The Post-Dispatch reports that police also said there was a bag of heroin found in Smith’s car that had Smith’s DNA on it.
Assistant Circuit Attorney Aaron Levinson said in his opening statement of the trial in April that Stockley’s DNA was found under a screw in the revolver’s handle. Since Stockley wasn’t injured during the shooting, Levinson suggested that the DNA could have been put on the weapon before the events.
But Stockley’s attorney, Neil Bruntrager, dismissed the importance of his client’s DNA on the gun. Buntrager said Stockley needed to make sure the weapon was safe and that Stockley told his superior about seeing a silver revolver before he went into Smith’s car.
3. Smith Was Out on Parole for Gun & Drug Charges At the Time of the Shooting
At the time of the shooting, Smith was out on parole for convictions of drug distribution, theft and illegal gun possession, according to records, reports the Post-Dispatch.
In his decision, Judge Wilson claimed in his experience, “an urban heroin dealer not in possession of a firearm would be an anomaly.”
Wilson wrote that the state could not prove that Stockley planted the weapon. “The fun was a full size revolver and not a small gun, such as a derringer, that can fit in the palm of one’s hand or into the side pocket of pants without being obvious,” Wilson wrote. “Stockley was not wearing a jacket; if he had such a gun in his possession it would have been visible on the cell phone video.”
Wilson continued, “The gun was too large to fit entirely within any of the pockets on the pants he was wearing, there was no bulge in any pocket indicating a gun within the pocket, and the gun would not have been visible if it was tucked into his belt.”
4. Smith Had a 1-Year-Old Daughter at the Time of His Death
At the time of his death, Smith’s daughter Autumn Smith was only a year old. Today, she is six years old.
In February 2012, the St. Louis Dispatch reported that a wrongful death and civil rights federal lawsuit was filed on Autumn’s behalf. The lawsuit claimed that Smith was injured by the crash after the high-speed chase and could not have posed a threat when Stockley shot him.
Smith’s attorney, Al Watkids, said Smith was betting for his life when he was shot. He cited what Christina Wilson, Autumn’s mother and Smith’s fiancee, heard on the phone during the shooting.
CBS News reports that the St. Louis Board of Police Commissioners paid a $900,000 settlement to Autumn Smith.
5. Smith’s Fiancee Christina Wilson Urged St. Louis Residents to Keep Protests Peaceful
St. Louis officials prepared for potential unrest after the verdict, but Smith’s fiancee, Christina Wilson, urged peace.
“We might not get what we want,” Christina Wilson said at a Thursday press conference with Missouri Governor Eric Greitens by her side, reports Newsweek. “But however it goes, I ask for peace on behalf of my daughter, on Anthony’s loved ones, and if you feel like you want to speak out, speak how you feel. Just do it in a peaceful way.”

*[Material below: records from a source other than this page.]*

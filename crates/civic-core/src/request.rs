//! Request workflows: linking an issue to a group, and changing a user's role.
//!
//! Both are small state machines with a single non-terminal state. A request
//! starts `Pending` and moves exactly once to one of its terminal states; the
//! store refuses any transition out of a terminal state with
//! [`Conflict::NotPending`](crate::Conflict::NotPending).

use chrono::{DateTime, Utc};
use serde::{Deserialize, Serialize};
use uuid::Uuid;

// ─── Group join requests ─────────────────────────────────────────────────────

#[derive(
  Debug,
  Clone,
  Copy,
  PartialEq,
  Eq,
  Serialize,
  Deserialize,
  strum::IntoStaticStr,
  strum::EnumString,
)]
#[serde(rename_all = "lowercase")]
#[strum(serialize_all = "lowercase")]
pub enum JoinRequestStatus {
  Pending,
  Approved,
  Declined,
  Cancelled,
}

impl JoinRequestStatus {
  pub fn as_str(self) -> &'static str { self.into() }

  pub fn is_pending(self) -> bool { matches!(self, Self::Pending) }
}

/// A proposal to put an issue into a group.
///
/// `initiated_by_group` records which side proposed the link: `true` when the
/// group owner invited the issue, `false` when the issue owner asked to join.
/// The other side is the one entitled to decide.
#[derive(Debug, Clone, PartialEq, Eq, Serialize, Deserialize)]
pub struct GroupJoinRequest {
  pub request_id:         Uuid,
  pub issue_id:           Uuid,
  pub group_id:           Uuid,
  pub initiated_by_group: bool,
  pub status:             JoinRequestStatus,
  pub requested_at:       DateTime<Utc>,
  pub handled_at:         Option<DateTime<Utc>>,
}

/// The non-initiating party's verdict on a join request.
#[derive(Debug, Clone, Copy, PartialEq, Eq, Serialize, Deserialize)]
#[serde(rename_all = "lowercase")]
pub enum JoinDecision {
  Approve,
  Decline,
}

impl JoinDecision {
  pub fn status(self) -> JoinRequestStatus {
    match self {
      Self::Approve => JoinRequestStatus::Approved,
      Self::Decline => JoinRequestStatus::Declined,
    }
  }
}

/// Filter for [`crate::store::CivicStore::list_join_requests`]. Unset fields
/// match everything.
#[derive(Debug, Clone, Default, Deserialize)]
pub struct JoinRequestQuery {
  pub issue_id: Option<Uuid>,
  pub group_id: Option<Uuid>,
  pub status:   Option<JoinRequestStatus>,
}

// ─── Role change requests ────────────────────────────────────────────────────

#[derive(
  Debug,
  Clone,
  Copy,
  PartialEq,
  Eq,
  Serialize,
  Deserialize,
  strum::IntoStaticStr,
  strum::EnumString,
)]
#[serde(rename_all = "lowercase")]
#[strum(serialize_all = "lowercase")]
pub enum RoleRequestStatus {
  Pending,
  Approved,
  Rejected,
}

impl RoleRequestStatus {
  pub fn as_str(self) -> &'static str { self.into() }

  pub fn is_pending(self) -> bool { matches!(self, Self::Pending) }
}

#[derive(Debug, Clone, PartialEq, Eq, Serialize, Deserialize)]
pub struct RoleChangeRequest {
  pub request_id:        Uuid,
  pub user_id:           Uuid,
  pub requested_role_id: Uuid,
  pub status:            RoleRequestStatus,
  pub submitted_at:      DateTime<Utc>,
  pub reviewed_at:       Option<DateTime<Utc>>,
  pub reviewer_id:       Option<Uuid>,
}

#[derive(Debug, Clone, Copy, PartialEq, Eq, Serialize, Deserialize)]
#[serde(rename_all = "lowercase")]
pub enum RoleDecision {
  Approve,
  Reject,
}

impl RoleDecision {
  pub fn status(self) -> RoleRequestStatus {
    match self {
      Self::Approve => RoleRequestStatus::Approved,
      Self::Reject => RoleRequestStatus::Rejected,
    }
  }
}

#[cfg(test)]
mod tests {
  use std::str::FromStr as _;

  use super::*;

  #[test]
  fn status_discriminants_match_serde() {
    for status in [
      JoinRequestStatus::Pending,
      JoinRequestStatus::Approved,
      JoinRequestStatus::Declined,
      JoinRequestStatus::Cancelled,
    ] {
      let json = serde_json::to_value(status).unwrap();
      assert_eq!(json.as_str(), Some(status.as_str()));
      assert_eq!(JoinRequestStatus::from_str(status.as_str()).unwrap(), status);
    }
    assert_eq!(RoleRequestStatus::Rejected.as_str(), "rejected");
    assert!(RoleRequestStatus::from_str("declined").is_err());
  }

  #[test]
  fn decisions_map_onto_terminal_states() {
    assert_eq!(JoinDecision::Approve.status(), JoinRequestStatus::Approved);
    assert_eq!(JoinDecision::Decline.status(), JoinRequestStatus::Declined);
    assert_eq!(RoleDecision::Reject.status(), RoleRequestStatus::Rejected);
    assert!(!JoinDecision::Decline.status().is_pending());
  }
}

“I want every Missourian to listen to Christina’s words. We know that people will feel pain and hurt. But please, for Christina’s sake, and for her daughter’s sake, do not turn that pain into violence,” Grietens added.
Earlier this month, Al Watkins, Christina Wilson’s attorney, issued a statement asking for peace. “To the extent Mr. Smith can leave a legacy for his child to embrace, it is hoped our city can use this pre-Ferguson tragic loss of life to serve as a catalyst for post-Ferguson healing,” Watkins said.
The St. Louis Post-Dispatch reported that officials prepared for unrest by posting barricades outside the two downtown court houses.